[SOURCE DATA Boundary: Start]

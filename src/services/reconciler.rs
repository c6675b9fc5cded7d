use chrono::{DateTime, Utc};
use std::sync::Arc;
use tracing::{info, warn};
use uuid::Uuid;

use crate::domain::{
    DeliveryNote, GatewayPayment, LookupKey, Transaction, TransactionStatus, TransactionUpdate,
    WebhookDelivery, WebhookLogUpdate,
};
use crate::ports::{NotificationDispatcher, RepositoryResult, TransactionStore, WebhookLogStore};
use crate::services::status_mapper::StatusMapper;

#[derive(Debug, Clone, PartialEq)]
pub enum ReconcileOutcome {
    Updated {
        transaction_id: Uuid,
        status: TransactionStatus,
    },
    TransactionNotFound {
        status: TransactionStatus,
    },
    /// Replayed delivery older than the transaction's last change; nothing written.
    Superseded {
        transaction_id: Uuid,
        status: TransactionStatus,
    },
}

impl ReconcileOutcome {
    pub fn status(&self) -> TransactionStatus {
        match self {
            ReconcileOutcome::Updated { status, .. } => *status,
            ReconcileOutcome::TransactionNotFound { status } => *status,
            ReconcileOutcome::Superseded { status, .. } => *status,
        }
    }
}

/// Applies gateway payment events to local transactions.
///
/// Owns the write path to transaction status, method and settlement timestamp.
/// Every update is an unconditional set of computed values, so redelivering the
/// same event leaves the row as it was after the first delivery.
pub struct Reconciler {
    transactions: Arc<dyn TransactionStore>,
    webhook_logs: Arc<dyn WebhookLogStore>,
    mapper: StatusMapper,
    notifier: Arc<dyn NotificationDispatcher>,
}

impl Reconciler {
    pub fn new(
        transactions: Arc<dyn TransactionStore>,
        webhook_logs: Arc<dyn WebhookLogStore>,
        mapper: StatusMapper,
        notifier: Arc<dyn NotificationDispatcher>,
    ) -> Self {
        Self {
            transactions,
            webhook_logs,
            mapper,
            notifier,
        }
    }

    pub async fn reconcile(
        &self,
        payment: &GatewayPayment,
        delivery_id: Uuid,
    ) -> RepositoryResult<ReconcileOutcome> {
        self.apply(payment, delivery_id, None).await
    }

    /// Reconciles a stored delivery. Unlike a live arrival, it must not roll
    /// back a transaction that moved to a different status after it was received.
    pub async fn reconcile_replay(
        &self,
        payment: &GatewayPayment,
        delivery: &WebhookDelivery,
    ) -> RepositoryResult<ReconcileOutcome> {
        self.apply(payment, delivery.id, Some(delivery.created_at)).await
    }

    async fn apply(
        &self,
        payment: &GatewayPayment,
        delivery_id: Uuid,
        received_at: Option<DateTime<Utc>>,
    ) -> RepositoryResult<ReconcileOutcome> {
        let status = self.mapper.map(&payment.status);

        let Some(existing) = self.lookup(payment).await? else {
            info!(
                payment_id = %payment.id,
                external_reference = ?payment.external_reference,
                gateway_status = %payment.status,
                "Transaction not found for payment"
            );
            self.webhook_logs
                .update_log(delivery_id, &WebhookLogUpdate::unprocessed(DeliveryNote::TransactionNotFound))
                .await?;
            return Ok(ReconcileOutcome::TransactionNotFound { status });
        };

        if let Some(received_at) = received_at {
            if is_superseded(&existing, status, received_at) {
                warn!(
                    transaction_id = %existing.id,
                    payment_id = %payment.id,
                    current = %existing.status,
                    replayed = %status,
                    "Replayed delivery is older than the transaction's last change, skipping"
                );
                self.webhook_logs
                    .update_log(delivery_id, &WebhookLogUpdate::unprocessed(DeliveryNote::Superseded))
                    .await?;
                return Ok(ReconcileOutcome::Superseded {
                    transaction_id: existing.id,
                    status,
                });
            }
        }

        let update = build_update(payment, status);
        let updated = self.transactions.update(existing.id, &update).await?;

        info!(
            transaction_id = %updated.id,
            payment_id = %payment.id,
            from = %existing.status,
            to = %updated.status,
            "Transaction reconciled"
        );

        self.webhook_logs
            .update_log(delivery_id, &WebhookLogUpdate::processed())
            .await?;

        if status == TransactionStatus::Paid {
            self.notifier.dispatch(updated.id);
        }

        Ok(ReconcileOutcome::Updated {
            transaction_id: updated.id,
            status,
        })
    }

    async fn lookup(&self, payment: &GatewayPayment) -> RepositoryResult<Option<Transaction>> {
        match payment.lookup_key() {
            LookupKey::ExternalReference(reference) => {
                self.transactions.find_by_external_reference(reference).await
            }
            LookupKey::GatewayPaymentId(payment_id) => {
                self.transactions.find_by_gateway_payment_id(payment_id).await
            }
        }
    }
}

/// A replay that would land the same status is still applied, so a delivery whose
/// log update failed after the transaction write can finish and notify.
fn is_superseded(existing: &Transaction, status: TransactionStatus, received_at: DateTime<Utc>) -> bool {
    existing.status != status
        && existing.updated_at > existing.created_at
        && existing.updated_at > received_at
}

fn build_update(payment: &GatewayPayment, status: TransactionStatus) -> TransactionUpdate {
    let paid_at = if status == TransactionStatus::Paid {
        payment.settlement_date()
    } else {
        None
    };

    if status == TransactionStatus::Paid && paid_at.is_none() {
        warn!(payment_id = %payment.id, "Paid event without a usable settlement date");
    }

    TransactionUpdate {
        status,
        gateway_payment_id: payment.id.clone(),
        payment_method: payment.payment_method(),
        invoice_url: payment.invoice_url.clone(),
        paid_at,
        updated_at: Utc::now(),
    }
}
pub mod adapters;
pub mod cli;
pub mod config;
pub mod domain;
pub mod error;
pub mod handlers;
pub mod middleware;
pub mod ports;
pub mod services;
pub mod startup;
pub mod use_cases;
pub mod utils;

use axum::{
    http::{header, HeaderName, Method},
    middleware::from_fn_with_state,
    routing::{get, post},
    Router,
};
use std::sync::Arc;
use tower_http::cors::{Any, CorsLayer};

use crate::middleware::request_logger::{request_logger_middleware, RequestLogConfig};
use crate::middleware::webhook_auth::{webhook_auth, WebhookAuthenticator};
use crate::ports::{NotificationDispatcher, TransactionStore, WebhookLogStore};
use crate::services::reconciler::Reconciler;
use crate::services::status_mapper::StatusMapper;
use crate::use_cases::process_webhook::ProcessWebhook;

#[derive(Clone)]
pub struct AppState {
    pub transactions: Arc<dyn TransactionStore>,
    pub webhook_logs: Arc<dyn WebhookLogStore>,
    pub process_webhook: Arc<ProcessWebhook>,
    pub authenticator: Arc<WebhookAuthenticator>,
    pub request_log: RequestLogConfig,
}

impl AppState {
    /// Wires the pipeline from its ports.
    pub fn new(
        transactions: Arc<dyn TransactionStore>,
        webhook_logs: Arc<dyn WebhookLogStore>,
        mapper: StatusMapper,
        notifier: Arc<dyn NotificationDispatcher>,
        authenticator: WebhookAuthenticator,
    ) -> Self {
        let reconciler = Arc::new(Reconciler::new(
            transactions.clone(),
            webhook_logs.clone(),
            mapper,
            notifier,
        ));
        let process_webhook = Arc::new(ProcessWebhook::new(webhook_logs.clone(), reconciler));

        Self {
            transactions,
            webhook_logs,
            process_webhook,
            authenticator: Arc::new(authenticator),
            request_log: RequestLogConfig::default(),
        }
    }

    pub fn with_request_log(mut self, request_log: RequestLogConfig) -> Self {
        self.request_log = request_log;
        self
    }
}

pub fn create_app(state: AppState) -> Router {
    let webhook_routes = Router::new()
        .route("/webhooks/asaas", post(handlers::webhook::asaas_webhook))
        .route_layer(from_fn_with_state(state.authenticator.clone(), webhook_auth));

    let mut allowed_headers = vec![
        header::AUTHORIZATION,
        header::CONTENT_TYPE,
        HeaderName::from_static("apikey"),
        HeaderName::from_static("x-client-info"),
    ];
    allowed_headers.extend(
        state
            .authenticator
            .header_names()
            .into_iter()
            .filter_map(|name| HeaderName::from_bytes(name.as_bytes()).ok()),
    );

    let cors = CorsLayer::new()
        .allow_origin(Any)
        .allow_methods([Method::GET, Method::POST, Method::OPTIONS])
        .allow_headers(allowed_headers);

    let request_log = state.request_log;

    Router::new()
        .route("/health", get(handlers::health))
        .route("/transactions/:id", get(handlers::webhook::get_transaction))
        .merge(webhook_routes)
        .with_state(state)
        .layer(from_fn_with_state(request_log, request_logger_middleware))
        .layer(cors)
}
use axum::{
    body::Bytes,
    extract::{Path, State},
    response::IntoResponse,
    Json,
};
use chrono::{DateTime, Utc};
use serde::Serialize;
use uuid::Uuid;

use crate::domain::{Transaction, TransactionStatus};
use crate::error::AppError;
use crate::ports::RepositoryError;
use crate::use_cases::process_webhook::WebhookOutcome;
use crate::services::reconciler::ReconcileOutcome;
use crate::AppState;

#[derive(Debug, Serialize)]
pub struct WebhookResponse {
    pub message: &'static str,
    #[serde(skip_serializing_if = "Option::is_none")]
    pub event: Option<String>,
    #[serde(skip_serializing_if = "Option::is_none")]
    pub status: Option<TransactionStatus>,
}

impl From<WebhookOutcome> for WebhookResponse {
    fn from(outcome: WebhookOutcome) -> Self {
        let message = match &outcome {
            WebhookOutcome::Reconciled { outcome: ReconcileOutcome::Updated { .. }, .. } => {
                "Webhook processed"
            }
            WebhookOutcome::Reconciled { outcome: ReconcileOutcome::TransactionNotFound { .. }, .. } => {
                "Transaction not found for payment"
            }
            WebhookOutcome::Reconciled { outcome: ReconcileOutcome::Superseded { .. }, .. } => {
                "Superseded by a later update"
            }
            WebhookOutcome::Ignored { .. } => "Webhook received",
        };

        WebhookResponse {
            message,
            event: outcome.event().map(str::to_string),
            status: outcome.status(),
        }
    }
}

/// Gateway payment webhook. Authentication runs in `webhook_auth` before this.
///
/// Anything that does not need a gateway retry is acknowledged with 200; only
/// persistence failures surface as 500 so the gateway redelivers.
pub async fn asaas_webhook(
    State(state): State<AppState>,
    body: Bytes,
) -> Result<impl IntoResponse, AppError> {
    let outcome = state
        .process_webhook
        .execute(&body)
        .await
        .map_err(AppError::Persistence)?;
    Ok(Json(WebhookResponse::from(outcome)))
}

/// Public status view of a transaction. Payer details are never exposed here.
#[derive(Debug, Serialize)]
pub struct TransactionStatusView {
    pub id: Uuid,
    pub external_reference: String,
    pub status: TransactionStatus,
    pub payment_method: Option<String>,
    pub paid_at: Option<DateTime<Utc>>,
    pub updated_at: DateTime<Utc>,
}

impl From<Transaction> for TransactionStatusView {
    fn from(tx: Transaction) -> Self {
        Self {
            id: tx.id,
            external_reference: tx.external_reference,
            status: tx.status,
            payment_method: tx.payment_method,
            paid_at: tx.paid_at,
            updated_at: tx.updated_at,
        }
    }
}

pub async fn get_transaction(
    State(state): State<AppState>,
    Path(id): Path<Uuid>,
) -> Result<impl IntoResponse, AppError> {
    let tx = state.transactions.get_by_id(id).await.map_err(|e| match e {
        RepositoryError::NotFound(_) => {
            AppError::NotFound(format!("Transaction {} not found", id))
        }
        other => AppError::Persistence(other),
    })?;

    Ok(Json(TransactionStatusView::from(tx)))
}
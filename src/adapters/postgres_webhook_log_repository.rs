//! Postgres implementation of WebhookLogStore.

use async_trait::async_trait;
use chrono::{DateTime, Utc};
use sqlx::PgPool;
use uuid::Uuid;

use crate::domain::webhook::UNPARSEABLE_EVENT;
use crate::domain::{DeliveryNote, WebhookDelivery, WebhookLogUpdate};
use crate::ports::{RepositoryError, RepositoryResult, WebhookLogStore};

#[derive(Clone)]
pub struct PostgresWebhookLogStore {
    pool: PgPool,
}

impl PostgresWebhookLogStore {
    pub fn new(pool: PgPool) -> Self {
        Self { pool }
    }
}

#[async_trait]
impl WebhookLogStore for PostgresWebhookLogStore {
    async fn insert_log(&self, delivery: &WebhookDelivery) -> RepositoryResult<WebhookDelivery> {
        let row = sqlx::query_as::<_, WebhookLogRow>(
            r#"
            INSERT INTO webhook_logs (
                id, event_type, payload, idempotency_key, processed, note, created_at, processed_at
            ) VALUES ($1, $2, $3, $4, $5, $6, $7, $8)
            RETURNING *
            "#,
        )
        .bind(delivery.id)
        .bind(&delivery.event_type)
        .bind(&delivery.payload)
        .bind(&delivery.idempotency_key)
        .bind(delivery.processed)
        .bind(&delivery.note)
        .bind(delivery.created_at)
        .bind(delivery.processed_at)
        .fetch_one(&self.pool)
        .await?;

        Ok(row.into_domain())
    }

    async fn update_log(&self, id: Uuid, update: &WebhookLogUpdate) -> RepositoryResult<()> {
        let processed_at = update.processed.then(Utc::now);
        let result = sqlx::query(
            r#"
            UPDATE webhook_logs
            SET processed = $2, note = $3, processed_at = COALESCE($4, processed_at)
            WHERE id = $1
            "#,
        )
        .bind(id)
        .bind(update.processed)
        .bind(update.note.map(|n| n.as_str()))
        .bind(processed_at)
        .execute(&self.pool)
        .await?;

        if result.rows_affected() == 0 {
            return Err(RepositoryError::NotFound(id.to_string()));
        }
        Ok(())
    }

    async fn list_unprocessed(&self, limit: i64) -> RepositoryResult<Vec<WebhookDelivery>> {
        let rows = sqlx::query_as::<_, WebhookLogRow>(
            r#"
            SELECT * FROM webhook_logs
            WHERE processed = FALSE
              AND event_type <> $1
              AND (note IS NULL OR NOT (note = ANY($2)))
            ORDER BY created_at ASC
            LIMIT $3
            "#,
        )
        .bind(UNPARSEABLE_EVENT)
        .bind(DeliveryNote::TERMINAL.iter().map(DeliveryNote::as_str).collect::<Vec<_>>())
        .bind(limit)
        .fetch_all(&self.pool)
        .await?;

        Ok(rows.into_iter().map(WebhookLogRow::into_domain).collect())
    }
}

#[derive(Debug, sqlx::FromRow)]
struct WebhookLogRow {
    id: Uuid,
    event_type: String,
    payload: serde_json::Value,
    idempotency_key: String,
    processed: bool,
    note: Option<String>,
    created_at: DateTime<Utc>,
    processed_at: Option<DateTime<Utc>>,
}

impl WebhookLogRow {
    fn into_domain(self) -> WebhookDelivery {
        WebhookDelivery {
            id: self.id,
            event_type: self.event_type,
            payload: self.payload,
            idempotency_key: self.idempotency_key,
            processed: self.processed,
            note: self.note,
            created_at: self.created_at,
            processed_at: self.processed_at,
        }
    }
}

[SOURCE DATA Boundary: End]

WHAT TO WORK ON: All lines in the records that contain "sqlx" are to be copied and returned.

ANSWER TO THE PROBLEM:
use sqlx::PgPool;
        let row = sqlx::query_as::<_, WebhookLogRow>(
        let result = sqlx::query(
        let rows = sqlx::query_as::<_, WebhookLogRow>(
#[derive(Debug, sqlx::FromRow)]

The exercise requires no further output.